Kemiskinan dan kelambanan pemerintah memicu krisis yang sedang berlangsung
Kesenjangan ras HIV di Amerika Serikat telah mencapai proporsi yang hampir mengejutkan. Ini tidak lebih jelas daripada di kalangan orang Amerika Afrika yang, meskipun mewakili hanya 12 persen dari populasi AS, menyumbang 48 persen dari semua infeksi baru.
Alasannya sangat kompleks dan sering disalahpahami. Sementara beberapa orang mungkin menyatakan bahwa budaya dan perilaku seksual semata-mata harus disalahkan untuk ini, kesalahan lebih terletak pada ketidakadilan sosial dan ekonomi yang dapat memicu wabah penyakit menular.
Kemiskinan, ketidakadilan sosial, dan kurangnya respon pemerintah yang efektif secara bersamaan memungkinkan penyebaran penyakit di masyarakat yang tidak memiliki sumber daya untuk memeranginya.
Dalam banyak hal, epidemi HIV hanyalah potret dari disparitas yang berkembang dalam perawatan kesehatan yang menempatkan banyak komunitas Afrika Amerika pada risiko yang lebih besar dari tidak hanya HIV, tetapi penyakit dan infeksi yang dapat dicegah lainnya.
Statistik AS saat ini
Untuk mengatakan bahwa ada perbedaan dalam distribusi rasial HIV di AS adalah sesuatu yang meremehkan.
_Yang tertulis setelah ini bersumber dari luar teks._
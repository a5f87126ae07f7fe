use async_trait::async_trait;
use portfolio_ledger::core::engine::LedgerEngine;
use portfolio_ledger::error::Error;
use portfolio_ledger::interfaces::price_oracle::{PriceLookup, PriceOracle};
use portfolio_ledger::settlement::memory::MemoryStore;
use portfolio_ledger::settlement::sqlite::SqliteStore;
use portfolio_ledger::types::balance::Balance;
use portfolio_ledger::types::ids::UserId;
use portfolio_ledger::types::price::Price;
use portfolio_ledger::types::symbol::Symbol;
use rust_decimal_macros::dec;
use std::sync::Arc;
use std::time::Duration;
use tempfile::tempdir;
use tokio::sync::Notify;

/// Quotes every symbol at 60.00 after a short delay, so concurrent trades
/// overlap inside the oracle call.
struct SlowOracle;

#[async_trait]
impl PriceOracle for SlowOracle {
    async fn get_price(&self, _symbol: &Symbol) -> PriceLookup {
        tokio::time::sleep(Duration::from_millis(20)).await;
        Ok(Price::new(dec!(60)).unwrap())
    }
}

/// Blocks lookups for `HOLD` until released; everything else quotes at once.
struct GatedOracle {
    release: Arc<Notify>,
}

#[async_trait]
impl PriceOracle for GatedOracle {
    async fn get_price(&self, symbol: &Symbol) -> PriceLookup {
        if symbol.as_str() == "HOLD" {
            self.release.notified().await;
        }
        Ok(Price::new(dec!(10)).unwrap())
    }
}

async fn open_funded(engine: &LedgerEngine, name: &str) -> UserId {
    let user_id = UserId::from(name);
    engine.open_account(&user_id, None).await.unwrap();
    engine.deposit(&user_id, dec!(100)).await.unwrap();
    user_id
}

#[tokio::test(flavor = "multi_thread", worker_threads = 4)]
async fn jointly_unaffordable_buys_settle_at_most_once() {
    let engine = Arc::new(LedgerEngine::new(Arc::new(MemoryStore::new()), Arc::new(SlowOracle)));
    let alice = open_funded(&engine, "alice").await;

    let tasks: Vec<_> = (0..2)
        .map(|_| {
            let engine = Arc::clone(&engine);
            let alice = alice.clone();
            tokio::spawn(async move { engine.buy(&alice, "AAPL", 1).await })
        })
        .collect();

    let mut succeeded = 0;
    let mut insufficient = 0;
    for task in tasks {
        match task.await.unwrap() {
            Ok(_) => succeeded += 1,
            Err(Error::InsufficientFunds { .. }) => insufficient += 1,
            Err(other) => panic!("unexpected error: {other}"),
        }
    }

    assert_eq!((succeeded, insufficient), (1, 1));
    assert_eq!(engine.get_balance(&alice).unwrap(), Balance::from_decimal(dec!(40)));
    assert_eq!(engine.get_transactions(&alice).unwrap().len(), 1);
}

#[tokio::test(flavor = "multi_thread", worker_threads = 4)]
async fn many_concurrent_deposits_all_land() {
    let engine = Arc::new(LedgerEngine::new(Arc::new(MemoryStore::new()), Arc::new(SlowOracle)));
    let alice = UserId::from("alice");
    engine.open_account(&alice, None).await.unwrap();

    let tasks: Vec<_> = (0..50)
        .map(|_| {
            let engine = Arc::clone(&engine);
            let alice = alice.clone();
            tokio::spawn(async move { engine.deposit(&alice, dec!(0.01)).await })
        })
        .collect();
    for task in tasks {
        task.await.unwrap().unwrap();
    }

    assert_eq!(engine.get_balance(&alice).unwrap(), Balance::from_decimal(dec!(0.50)));
}

#[tokio::test(flavor = "multi_thread", worker_threads = 4)]
async fn waiting_on_the_oracle_does_not_block_other_identities() {
    let release = Arc::new(Notify::new());
    let oracle = GatedOracle { release: Arc::clone(&release) };
    let engine = Arc::new(LedgerEngine::new(Arc::new(MemoryStore::new()), Arc::new(oracle)));
    let alice = open_funded(&engine, "alice").await;
    let bob = open_funded(&engine, "bob").await;

    let stalled = {
        let engine = Arc::clone(&engine);
        let alice = alice.clone();
        tokio::spawn(async move { engine.buy(&alice, "HOLD", 1).await })
    };
    tokio::time::sleep(Duration::from_millis(20)).await;

    let bob_trade = tokio::time::timeout(Duration::from_secs(2), engine.buy(&bob, "AAPL", 2)).await;
    assert!(bob_trade.expect("bob was blocked by alice").is_ok());

    // Alice's identity is still locked while her lookup is pending
    let alice_deposit =
        tokio::time::timeout(Duration::from_millis(50), engine.deposit(&alice, dec!(1))).await;
    assert!(alice_deposit.is_err());

    release.notify_one();
    let receipt = stalled.await.unwrap().unwrap();
    assert_eq!(receipt.new_balance, Balance::from_decimal(dec!(90)));
    assert_eq!(engine.get_balance(&bob).unwrap(), Balance::from_decimal(dec!(80)));
}

#[tokio::test(flavor = "multi_thread", worker_threads = 4)]
async fn sqlite_backed_trades_settle_across_identities() {
    let dir = tempdir().unwrap();
    let store = SqliteStore::open(dir.path().join("ledger.db")).unwrap();
    let engine = Arc::new(LedgerEngine::new(Arc::new(store), Arc::new(SlowOracle)));

    let mut users = Vec::new();
    for name in ["alice", "bob", "carol"] {
        let user_id = UserId::from(name);
        engine.open_account(&user_id, None).await.unwrap();
        engine.deposit(&user_id, dec!(1000)).await.unwrap();
        users.push(user_id);
    }

    let tasks: Vec<_> = users
        .iter()
        .flat_map(|user_id| std::iter::repeat(user_id.clone()).take(10))
        .map(|user_id| {
            let engine = Arc::clone(&engine);
            tokio::spawn(async move { engine.buy(&user_id, "AAPL", 1).await })
        })
        .collect();
    for task in tasks {
        task.await.unwrap().unwrap();
    }

    for user_id in &users {
        assert_eq!(engine.get_balance(user_id).unwrap(), Balance::from_decimal(dec!(400)));
        let holdings = engine.get_holdings(user_id).unwrap();
        assert_eq!(holdings[&Symbol::parse("AAPL").unwrap()].quantity, 10);
        assert_eq!(engine.get_transactions(user_id).unwrap().len(), 10);
    }
}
Saat ini, orang Afrika-Amerika hampir delapan kali lebih mungkin terinfeksi daripada orang kulit putih dan hampir dua kali lebih besar dari orang Latin. Wanita Afrika Amerika sangat rentan terhadap infeksi baru, berjalan di lebih dari 16 kali lipat tingkat yang terlihat pada wanita kulit putih.
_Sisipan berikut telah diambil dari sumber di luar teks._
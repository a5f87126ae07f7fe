pub mod ledger_store;
pub mod price_oracle;
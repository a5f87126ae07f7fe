use crate::config::logging::LoggingConfig;
use crate::config::oracle::OracleConfig;
use crate::config::store::StoreConfig;
use crate::error::{Error, Result};
use crate::types::symbol::Symbol;
use config::{Config, Environment, File};
use serde::Deserialize;

const DEFAULT_WATCHLIST: [&str; 10] = [
    "AAPL", "MSFT", "GOOGL", "AMZN", "TSLA", "META", "NVDA", "JPM", "V", "WMT",
];

#[derive(Debug, Deserialize)]
#[serde(default)]
pub struct AppConfig {
    pub oracle: OracleConfig,
    pub store: StoreConfig,
    pub logging: LoggingConfig,
    pub watchlist: Vec<String>,
}

impl Default for AppConfig {
    fn default() -> Self {
        AppConfig {
            oracle: OracleConfig::default(),
            store: StoreConfig::default(),
            logging: LoggingConfig::default(),
            watchlist: DEFAULT_WATCHLIST.iter().map(|s| s.to_string()).collect(),
        }
    }
}

impl AppConfig {
    pub fn load(env: &str) -> Result<Self> {
        Self::load_from("config", env)
    }

    /// Layers `{dir}/default`, then `{dir}/{env}`, then `LEDGER_*` variables
    /// (`LEDGER_ORACLE__API_KEY` sets `oracle.api_key`).
    pub fn load_from(dir: &str, env: &str) -> Result<Self> {
        let config = Config::builder()
            .add_source(File::with_name(&format!("{}/default", dir)).required(false))
            .add_source(File::with_name(&format!("{}/{}", dir, env)).required(false))
            .add_source(
                Environment::with_prefix("LEDGER")
                    .prefix_separator("_")
                    .separator("__"),
            )
            .build()
            .map_err(|e| Error::ConfigError(e.to_string()))?;

        config.try_deserialize()
            .map_err(|e| Error::ConfigError(e.to_string()))
    }

    pub fn watchlist_symbols(&self) -> Result<Vec<Symbol>> {
        self.watchlist.iter().map(|raw| Symbol::parse(raw)).collect()
    }
}

#[cfg(test)]
mod tests {
    use super::*;
    use crate::config::oracle::OracleProvider;
    use crate::config::store::StoreBackend;
    use rust_decimal_macros::dec;
    use std::fs;
    use tempfile::tempdir;

    #[test]
    fn missing_files_fall_back_to_defaults() {
        let dir = tempdir().unwrap();
        let config = AppConfig::load_from(dir.path().to_str().unwrap(), "test").unwrap();
        assert_eq!(config.oracle.provider, OracleProvider::Static);
        assert_eq!(config.oracle.timeout_secs, 5);
        assert_eq!(config.store.backend, StoreBackend::Memory);
        assert_eq!(config.watchlist.len(), 10);
    }

    #[test]
    fn environment_file_overrides_default_file() {
        let dir = tempdir().unwrap();
        fs::write(
            dir.path().join("default.toml"),
            r#"
            watchlist = ["AAPL"]

            [oracle]
            provider = "static"
            cache_ttl_secs = 30

            [oracle.static_prices]
            AAPL = "150.25"
            "#,
        )
        .unwrap();
        fs::write(
            dir.path().join("staging.toml"),
            r#"
            [oracle]
            provider = "alpha_vantage"

            [store]
            backend = "sqlite"
            sqlite_path = "/tmp/ledger.db"
            "#,
        )
        .unwrap();

        let config = AppConfig::load_from(dir.path().to_str().unwrap(), "staging").unwrap();
        assert_eq!(config.oracle.provider, OracleProvider::AlphaVantage);
        assert_eq!(config.oracle.cache_ttl_secs, 30);
        let aapl = config
            .oracle
            .static_prices
            .iter()
            .find(|(symbol, _)| symbol.eq_ignore_ascii_case("AAPL"))
            .map(|(_, price)| *price);
        assert_eq!(aapl, Some(dec!(150.25)));
        assert_eq!(config.store.backend, StoreBackend::Sqlite);
        assert_eq!(config.watchlist_symbols().unwrap().len(), 1);
    }

    #[test]
    fn bad_watchlist_symbol_is_reported() {
        let config = AppConfig {
            watchlist: vec!["AAPL".to_string(), "not a symbol".to_string()],
            ..AppConfig::default()
        };
        assert!(matches!(config.watchlist_symbols(), Err(Error::InvalidSymbol(_))));
    }
}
Bahkan di antara laki-laki berisiko tinggi yang berhubungan seks dengan laki-laki (LSL) , menjadi gay dan Afrika Amerika menempatkan seseorang pada risiko 50 persen yang mengejutkan untuk tertular HIV selama masa hidup (dibandingkan dengan hanya 9 persen di antara laki-laki gay kulit putih).
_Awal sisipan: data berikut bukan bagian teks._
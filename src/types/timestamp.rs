use chrono::{DateTime, SecondsFormat, Utc};
use serde::{Deserialize, Serialize};
use std::fmt;
use std::sync::atomic::{AtomicI64, Ordering};

/// UTC instant with microsecond resolution.
///
/// Values handed out by [`Timestamp::now`] are strictly increasing within a
/// process, so two trades recorded back to back never share a timestamp.
#[derive(Clone, Copy, Debug, PartialEq, Eq, PartialOrd, Ord, Hash, Serialize, Deserialize)]
#[serde(transparent)]
pub struct Timestamp(DateTime<Utc>);

impl Timestamp {
    pub fn now() -> Self {
        CLOCK.now()
    }

    pub fn from_datetime(value: DateTime<Utc>) -> Self {
        Timestamp(value)
    }

    pub fn as_datetime(&self) -> DateTime<Utc> {
        self.0
    }

    /// Fixed-width RFC 3339 text; lexical order equals time order.
    pub fn to_rfc3339(&self) -> String {
        self.0.to_rfc3339_opts(SecondsFormat::Micros, true)
    }

    pub fn parse_rfc3339(raw: &str) -> Option<Self> {
        DateTime::parse_from_rfc3339(raw)
            .ok()
            .map(|value| Timestamp(value.with_timezone(&Utc)))
    }
}

impl fmt::Display for Timestamp {
    fn fmt(&self, f: &mut fmt::Formatter<'_>) -> fmt::Result {
        f.write_str(&self.to_rfc3339())
    }
}

pub struct MonotonicClock {
    last_micros: AtomicI64,
}

impl MonotonicClock {
    pub fn new() -> Self {
        MonotonicClock {
            last_micros: AtomicI64::new(0),
        }
    }

    pub fn now(&self) -> Timestamp {
        let wall_clock = Utc::now().timestamp_micros();

        loop {
            let last = self.last_micros.load(Ordering::SeqCst);
            // Wall clock same or went backward: step one microsecond past the last value
            let next = wall_clock.max(last + 1);

            if self
                .last_micros
                .compare_exchange(last, next, Ordering::SeqCst, Ordering::SeqCst)
                .is_ok()
            {
                let instant = DateTime::<Utc>::from_timestamp_micros(next).unwrap_or_else(Utc::now);
                return Timestamp(instant);
            }
        }
    }
}

impl Default for MonotonicClock {
    fn default() -> Self {
        Self::new()
    }
}

lazy_static::lazy_static! {
    static ref CLOCK: MonotonicClock = MonotonicClock::new();
}

#[cfg(test)]
mod tests {
    use super::*;

    #[test]
    fn consecutive_timestamps_strictly_increase() {
        let clock = MonotonicClock::new();
        let mut previous = clock.now();
        for _ in 0..1_000 {
            let next = clock.now();
            assert!(next > previous);
            previous = next;
        }
    }

    #[test]
    fn rfc3339_text_round_trips_and_sorts() {
        let earlier = Timestamp::now();
        let later = Timestamp::now();
        assert!(earlier.to_rfc3339() < later.to_rfc3339());
        assert_eq!(Timestamp::parse_rfc3339(&earlier.to_rfc3339()), Some(earlier));
    }
}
Statistik ini hanya menggores permukaan masalah yang sering diselimuti kebingungan dan kontradiksi. Sementara banyak orang akan terlalu mudah menyalahkan perilaku yang mereka yakini melekat dalam budaya, jenis tanggapan ini hanya berfungsi untuk mengabadikan stereotip negatif yang memperkuat stigma, diskriminasi, dan kelambanan masyarakat.
Banyak stereotip yang lebih umum ("pria kulit hitam tidur di sekitar" atau "penggunaan narkoba merajalela di antara orang kulit hitam") telah terbukti tidak benar dalam konteks HIV. Sebagai contoh:
- Perempuan Afrika-Amerika jauh lebih kecil kemungkinannya untuk terinfeksi melalui narkoba suntikan daripada perempuan kulit putih. Perempuan Afrika Amerika terutama terinfeksi melalui hubungan seks heteroseksual, sementara perempuan kulit putih terutama terinfeksi melalui jarum bersama .
- Baik pria maupun wanita Afrika Amerika memiliki tingkat perilaku seksual berisiko yang lebih tinggi daripada kelompok ras lainnya.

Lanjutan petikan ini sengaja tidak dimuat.